While AI framework may provide enhanced accuracy and faster image processing speed, the inherent features found in neural data makes human intervention inevitable. Moreover, the challenge of gathering sufficient training datasets for deep learning poses as a significant limitation. Ongoing efforts are being made to overcome these challenges, aiming to integrate deep learning throughout the image processing workflow more comprehensively. This integration aims to minimize manual input and provide a more unified, efficient image processing pipeline that accommodates various experimental and imaging approaches.
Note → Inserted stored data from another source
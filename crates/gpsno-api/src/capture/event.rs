// ── Row-change events ──
//
// The JSON document emitted by the generic trigger function, plus a typed
// decode step so raw row images never travel past this module.

use chrono::{DateTime, Utc};
use serde::de::DeserializeOwned;
use serde::{Deserialize, Serialize};
use serde_json::Value;

use crate::error::Error;

/// Kind of row mutation.
#[derive(
    Debug,
    Clone,
    Copy,
    PartialEq,
    Eq,
    Hash,
    Serialize,
    Deserialize,
    strum::Display,
    strum::EnumString,
)]
#[serde(rename_all = "UPPERCASE")]
#[strum(serialize_all = "UPPERCASE")]
pub enum Operation {
    Insert,
    Update,
    Delete,
}

/// One row mutation as delivered over the notification channel.
#[derive(Debug, Clone, PartialEq, Serialize, Deserialize)]
pub struct TableChangeEvent {
    pub operation: Operation,
    pub table: String,
    #[serde(default)]
    pub old_data: Option<Value>,
    #[serde(default)]
    pub new_data: Option<Value>,
    pub timestamp: DateTime<Utc>,
}

/// A change decoded into a concrete row type.
#[derive(Debug, Clone, PartialEq)]
pub enum Change<T> {
    Insert { after: T },
    Update { before: Option<T>, after: T },
    Delete { before: T },
}

impl<T> Change<T> {
    /// The row as it exists after the change (or as it was, for deletes).
    pub fn row(&self) -> &T {
        match self {
            Self::Insert { after } | Self::Update { after, .. } => after,
            Self::Delete { before } => before,
        }
    }

    pub fn into_row(self) -> T {
        match self {
            Self::Insert { after } | Self::Update { after, .. } => after,
            Self::Delete { before } => before,
        }
    }

    pub fn is_delete(&self) -> bool {
        matches!(self, Self::Delete { .. })
    }
}

impl TableChangeEvent {
    /// Parse a raw notification payload.
    pub fn parse(payload: &str) -> Result<Self, Error> {
        serde_json::from_str(payload).map_err(|e| Error::ParseFailed(e.to_string()))
    }

    /// Decode the row images into `T`.
    ///
    /// Fails with [`Error::ParseFailed`] when an image required by the
    /// operation is missing or does not deserialize.
    pub fn decode<T: DeserializeOwned>(&self) -> Result<Change<T>, Error> {
        match self.operation {
            Operation::Insert => Ok(Change::Insert {
                after: self.image(self.new_data.as_ref(), "new_data")?,
            }),
            Operation::Update => Ok(Change::Update {
                before: match self.old_data {
                    Some(Value::Null) | None => None,
                    Some(ref old) => Some(self.image(Some(old), "old_data")?),
                },
                after: self.image(self.new_data.as_ref(), "new_data")?,
            }),
            Operation::Delete => Ok(Change::Delete {
                before: self.image(self.old_data.as_ref(), "old_data")?,
            }),
        }
    }

    fn image<T: DeserializeOwned>(&self, image: Option<&Value>, field: &str) -> Result<T, Error> {
        let value = image
            .filter(|v| !v.is_null())
            .ok_or_else(|| {
                Error::ParseFailed(format!(
                    "{} on '{}' without {field}",
                    self.operation, self.table
                ))
            })?;
        T::deserialize(value).map_err(|e| {
            Error::ParseFailed(format!("{field} of '{}' row: {e}", self.table))
        })
    }
}

#[cfg(test)]
#[allow(clippy::unwrap_used)]
mod tests {
    use serde_json::json;

    use super::*;

    #[derive(Debug, PartialEq, Deserialize)]
    struct Row {
        id: i64,
        name: String,
    }

    fn payload(operation: &str, old: Value, new: Value) -> String {
        json!({
            "operation": operation,
            "table": "stations",
            "old_data": old,
            "new_data": new,
            "timestamp": "2025-03-01T12:00:00.123456+00:00"
        })
        .to_string()
    }

    #[test]
    fn parses_trigger_payload() {
        let event =
            TableChangeEvent::parse(&payload("INSERT", Value::Null, json!({"id": 1, "name": "a"})))
                .unwrap();
        assert_eq!(event.operation, Operation::Insert);
        assert_eq!(event.table, "stations");
        assert!(event.old_data.is_none());
        assert_eq!(event.timestamp.timestamp(), 1_740_830_400);
    }

    #[test]
    fn decode_update_keeps_both_images() {
        let event = TableChangeEvent::parse(&payload(
            "UPDATE",
            json!({"id": 1, "name": "old"}),
            json!({"id": 1, "name": "new"}),
        ))
        .unwrap();

        let change = event.decode::<Row>().unwrap();
        assert_eq!(
            change,
            Change::Update {
                before: Some(Row { id: 1, name: "old".into() }),
                after: Row { id: 1, name: "new".into() },
            }
        );
        assert_eq!(change.row().name, "new");
    }

    #[test]
    fn decode_delete_uses_before_image() {
        let event =
            TableChangeEvent::parse(&payload("DELETE", json!({"id": 9, "name": "gone"}), Value::Null))
                .unwrap();
        let change = event.decode::<Row>().unwrap();
        assert!(change.is_delete());
        assert_eq!(change.into_row().id, 9);
    }

    #[test]
    fn missing_image_is_parse_failure() {
        let event =
            TableChangeEvent::parse(&payload("INSERT", Value::Null, Value::Null)).unwrap();
        assert!(matches!(event.decode::<Row>(), Err(Error::ParseFailed(_))));
    }

    #[test]
    fn wrong_row_shape_is_parse_failure() {
        let event =
            TableChangeEvent::parse(&payload("INSERT", Value::Null, json!({"id": "x"}))).unwrap();
        assert!(matches!(event.decode::<Row>(), Err(Error::ParseFailed(_))));
    }

    #[test]
    fn garbage_payload_is_parse_failure() {
        assert!(matches!(
            TableChangeEvent::parse("{not json"),
            Err(Error::ParseFailed(_))
        ));
        assert!(matches!(
            TableChangeEvent::parse(r#"{"operation":"TRUNCATE","table":"t","timestamp":"2025-01-01T00:00:00Z"}"#),
            Err(Error::ParseFailed(_))
        ));
    }

    #[test]
    fn operation_display_is_uppercase() {
        assert_eq!(Operation::Delete.to_string(), "DELETE");
        assert_eq!("UPDATE".parse::<Operation>().unwrap(), Operation::Update);
    }
}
Such an approach is crucial for expedited analysis of mesoscale brain connectivity mapping data, highlighting continuous pursuit towards automation while acknowledging the indispensable role of human expertise.

Connecto-informatics, as applied at this level of analysis, holds great promise in illuminating the underlying mechanisms behind diverse brain functions and the development of neurological diseases linked to disruptions in neural circuits. Furthermore, it is essential to note that advanced tools for connecto-informatics at the microscale are equally significant despite being omitted in this review. As the field continues to evolve, the pivotal role of interdisciplinary collaboration and the integration of cutting-edge technologies cannot be overstated. These collaborative efforts will undoubtedly drive further advancements in our comprehension of brain connectivity at the mesoscale level, paving the way for new insights and potential therapeutic strategies.